[Records contained in a dataset]
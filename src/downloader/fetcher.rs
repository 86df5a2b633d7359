//! Retrieval of a single chunk.
//!
//! The fetcher streams its chunk's remaining bytes into the temporary file at
//! the chunk's own offset, advancing the chunk cursor and the shared progress
//! counter as each piece is written. It never retries; the coordinator
//! decides what to do with a failure.

use crate::download::Chunk;
use crate::error::{Error, Result};
use crate::http::RangeSource;
use crate::progress::ProgressState;

use futures::StreamExt;
use reqwest::Url;
use std::io::SeekFrom;
use std::path::Path;
use tokio::fs::OpenOptions;
use tokio::io::{AsyncSeekExt, AsyncWriteExt, BufWriter};
use tokio_util::sync::CancellationToken;
use tracing::debug;

/// Write buffer per fetcher.
const WRITE_BUFFER: usize = 256 * 1024;

/// Fetch what is left of `chunk` into the file at `path`.
///
/// The file must already exist. Cancellation is checked before the request
/// and on every read, including while waiting for the next piece of the body.
pub(crate) async fn fetch_chunk(
    source: &dyn RangeSource,
    url: &Url,
    chunk: &Chunk,
    path: &Path,
    progress: &ProgressState,
    token: &CancellationToken,
) -> Result<()> {
    if token.is_cancelled() {
        return Err(Error::Cancelled);
    }
    if chunk.remaining() == Some(0) {
        chunk.mark_complete();
        return Ok(());
    }

    let range = chunk.range().resume_from(chunk.written()).ok_or_else(|| {
        Error::Internal(format!(
            "chunk {} restarted after {} bytes of an unresumable stream",
            chunk.index(),
            chunk.written()
        ))
    })?;
    debug!(chunk = chunk.index(), "Requesting bytes {}", range);

    let mut stream = tokio::select! {
        biased;
        _ = token.cancelled() => return Err(Error::Cancelled),
        stream = source.open(url, &range) => stream?,
    };

    let mut file = OpenOptions::new().write(true).open(path).await?;
    file.seek(SeekFrom::Start(range.start())).await?;
    let mut writer = BufWriter::with_capacity(WRITE_BUFFER, file);

    loop {
        let item = tokio::select! {
            biased;
            _ = token.cancelled() => return Err(Error::Cancelled),
            item = stream.next() => item,
        };

        let mut bytes = match item {
            Some(Ok(bytes)) => bytes,
            Some(Err(e)) => {
                // Keep the cursor truthful for a resumed attempt.
                writer.flush().await?;
                return Err(e);
            }
            None => break,
        };

        if let Some(remaining) = chunk.remaining() {
            if remaining == 0 {
                break;
            }
            if bytes.len() as u64 > remaining {
                bytes.truncate(remaining as usize);
            }
        }

        writer.write_all(&bytes).await?;
        let n = bytes.len() as u64;
        chunk.advance(n);
        progress.add(n);
        if chunk.remaining() == Some(0) {
            break;
        }
    }

    writer.flush().await?;

    if let Some(expected) = chunk.range().len() {
        let received = chunk.written();
        if received < expected {
            return Err(Error::ShortRead { expected, received });
        }
    }

    chunk.mark_complete();
    debug!(chunk = chunk.index(), bytes = chunk.written(), "Chunk complete");
    Ok(())
}
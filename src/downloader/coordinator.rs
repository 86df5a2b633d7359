//! Drives a [`Download`] through its lifecycle.
//!
//! `Idle -> Planning -> Allocating -> Fetching -> Finalizing -> Done`, or
//! `Failed` from any phase. The coordinator probes the resource once, plans
//! the chunks, pre-sizes the temporary file, fetches the chunks with bounded
//! concurrency and renames the temporary file into place. The first chunk
//! error cancels the remaining chunks and is the one returned.

use super::fetcher::fetch_chunk;
use crate::download::{plan_chunks, Chunk, Download, Info, Phase, Summary};
use crate::error::{Error, Result};
use crate::progress::ProgressRenderer;
use crate::utils::format_bytes;

use futures::stream::{self, StreamExt};
use std::io::ErrorKind;
use std::path::Path;
use std::sync::Arc;
use std::time::Duration;
use tokio::fs;
use tokio_util::sync::CancellationToken;
use tracing::{debug, info, warn};

/// Delay before the first chunk retry, doubled on each further attempt.
const RETRY_BASE_DELAY: Duration = Duration::from_millis(100);

impl Download {
    /// Fetch the file, returning once it is saved at [`Download::destination`]
    /// or the download has failed.
    ///
    /// Cancelling `ctx` stops every fetcher at its next read and makes this
    /// return [`Error::Cancelled`]. On any error the temporary file is removed
    /// and the destination is left untouched.
    ///
    /// ```rust,no_run
    /// use parfetch::downloader::DownloadBuilder;
    /// use tokio_util::sync::CancellationToken;
    ///
    /// # async fn example() -> Result<(), parfetch::Error> {
    /// let download = DownloadBuilder::new("https://example.com/big.iso")
    ///     .concurrency(4)
    ///     .build()?;
    /// let summary = download.run(CancellationToken::new()).await?;
    /// println!("{}", summary);
    /// # Ok(())
    /// # }
    /// ```
    pub async fn run(&self, ctx: CancellationToken) -> Result<Summary> {
        match self.run_inner(&ctx).await {
            Ok(summary) => {
                self.set_phase(Phase::Done);
                Ok(summary)
            }
            Err(e) => {
                self.set_phase(Phase::Failed);
                self.remove_temp().await;
                warn!("Download of {} failed: {}", self.url, e);
                Err(e)
            }
        }
    }

    async fn run_inner(&self, ctx: &CancellationToken) -> Result<Summary> {
        self.set_phase(Phase::Planning);
        let info = self.resolve_info(ctx).await?;
        let chunks: Vec<Arc<Chunk>> = plan_chunks(
            info.size,
            info.rangeable,
            self.config.concurrency,
            self.config.min_chunk_size,
            self.config.max_chunk_size,
        )?
        .into_iter()
        .enumerate()
        .map(|(index, range)| Arc::new(Chunk::new(index, range)))
        .collect();
        self.set_chunks(chunks.clone());
        info!(
            "Fetching {} ({}) in {} chunk(s)",
            self.url,
            if info.size > 0 {
                format_bytes(info.size)
            } else {
                "unknown size".to_string()
            },
            chunks.len()
        );

        self.set_phase(Phase::Allocating);
        let temp = self.temp_path();
        self.allocate(&temp, info.size).await?;

        self.set_phase(Phase::Fetching);
        self.progress.start(info.size);
        let token = ctx.child_token();
        let stop = token.child_token();
        let renderer = tokio::spawn(
            ProgressRenderer::new(self.progress.clone(), self.config.render_style.clone())
                .run(stop.clone()),
        );

        let fetched = self.fetch_all(&chunks, &temp, &token).await;
        stop.cancel();
        let mut renderer = renderer
            .await
            .map_err(|e| Error::Internal(format!("progress renderer failed: {}", e)))?;

        if let Err(e) = fetched {
            renderer.abandon();
            return Err(e);
        }
        if ctx.is_cancelled() {
            renderer.abandon();
            return Err(Error::Cancelled);
        }

        self.set_phase(Phase::Finalizing);
        let destination = self.destination();
        fs::rename(&temp, &destination).await?;
        self.progress.finish();
        renderer.finish();

        let summary = Summary::new(
            destination,
            self.progress.transferred(),
            self.progress.elapsed(),
            self.progress.average_speed(),
            chunks.len(),
            info.rangeable,
        );
        info!("Saved as {}", summary);
        Ok(summary)
    }

    /// Probe the resource, or reuse what an earlier run found.
    async fn resolve_info(&self, ctx: &CancellationToken) -> Result<Info> {
        if let Some(info) = self.info.get() {
            debug!("Reusing probed info for {}", self.url);
            return Ok(*info);
        }

        let info = tokio::select! {
            biased;
            _ = ctx.cancelled() => return Err(Error::Cancelled),
            info = self.source.probe(&self.url) => info?,
        };
        if info.rangeable && info.size == 0 {
            return Err(Error::Probe(format!(
                "{} supports ranges but reported no total size",
                self.url
            )));
        }
        Ok(*self.info.get_or_init(|| info))
    }

    /// Create the temporary file and reserve `size` bytes for it.
    async fn allocate(&self, temp: &Path, size: u64) -> Result<()> {
        if let Some(parent) = temp.parent() {
            fs::create_dir_all(parent).await?;
        }
        let file = fs::File::create(temp).await?;
        if size > 0 {
            file.set_len(size).await?;
        }
        debug!("Allocated {} for {}", format_bytes(size), temp.display());
        Ok(())
    }

    /// Fetch every chunk, at most `concurrency` at a time.
    async fn fetch_all(
        &self,
        chunks: &[Arc<Chunk>],
        temp: &Path,
        token: &CancellationToken,
    ) -> Result<()> {
        let mut results = stream::iter(chunks.iter().cloned())
            .map(|chunk| self.fetch_with_retries(chunk, temp, token))
            .buffer_unordered(self.config.concurrency.max(1));

        let mut first_error = None;
        while let Some(result) = results.next().await {
            if let Err(e) = result {
                if first_error.is_none() {
                    debug!("Cancelling remaining chunks after: {}", e);
                    token.cancel();
                    first_error = Some(e);
                }
            }
        }

        match first_error {
            Some(e) => Err(e),
            None => Ok(()),
        }
    }

    /// Fetch one chunk, re-requesting what is left of it after a transient
    /// failure.
    async fn fetch_with_retries(
        &self,
        chunk: Arc<Chunk>,
        temp: &Path,
        token: &CancellationToken,
    ) -> Result<()> {
        let mut attempt: u32 = 0;
        loop {
            let err = match fetch_chunk(
                self.source.as_ref(),
                &self.url,
                &chunk,
                temp,
                &self.progress,
                token,
            )
            .await
            {
                Ok(()) => return Ok(()),
                Err(e) => e,
            };

            let resumable = chunk.range().resume_from(chunk.written()).is_some();
            if !err.is_retryable()
                || !resumable
                || attempt >= self.config.chunk_retries
                || token.is_cancelled()
            {
                return Err(err);
            }

            let delay = RETRY_BASE_DELAY * (1u32 << attempt.min(5));
            attempt += 1;
            warn!(
                chunk = chunk.index(),
                attempt, "Chunk failed: {}. Retrying in {:?}", err, delay
            );
            tokio::select! {
                biased;
                _ = token.cancelled() => return Err(Error::Cancelled),
                _ = tokio::time::sleep(delay) => {}
            }
        }
    }

    async fn remove_temp(&self) {
        let temp = self.temp_path();
        match fs::remove_file(&temp).await {
            Ok(()) => debug!("Removed {}", temp.display()),
            Err(e) if e.kind() == ErrorKind::NotFound => {}
            Err(e) => debug!("Cannot remove {}: {}", temp.display(), e),
        }
    }
}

- About this task
For this exercise, find all lines in the records containing the word "before" and copy them.

- Task result
/// The file must already exist. Cancellation is checked before the request
/// Delay before the first chunk retry, doubled on each further attempt.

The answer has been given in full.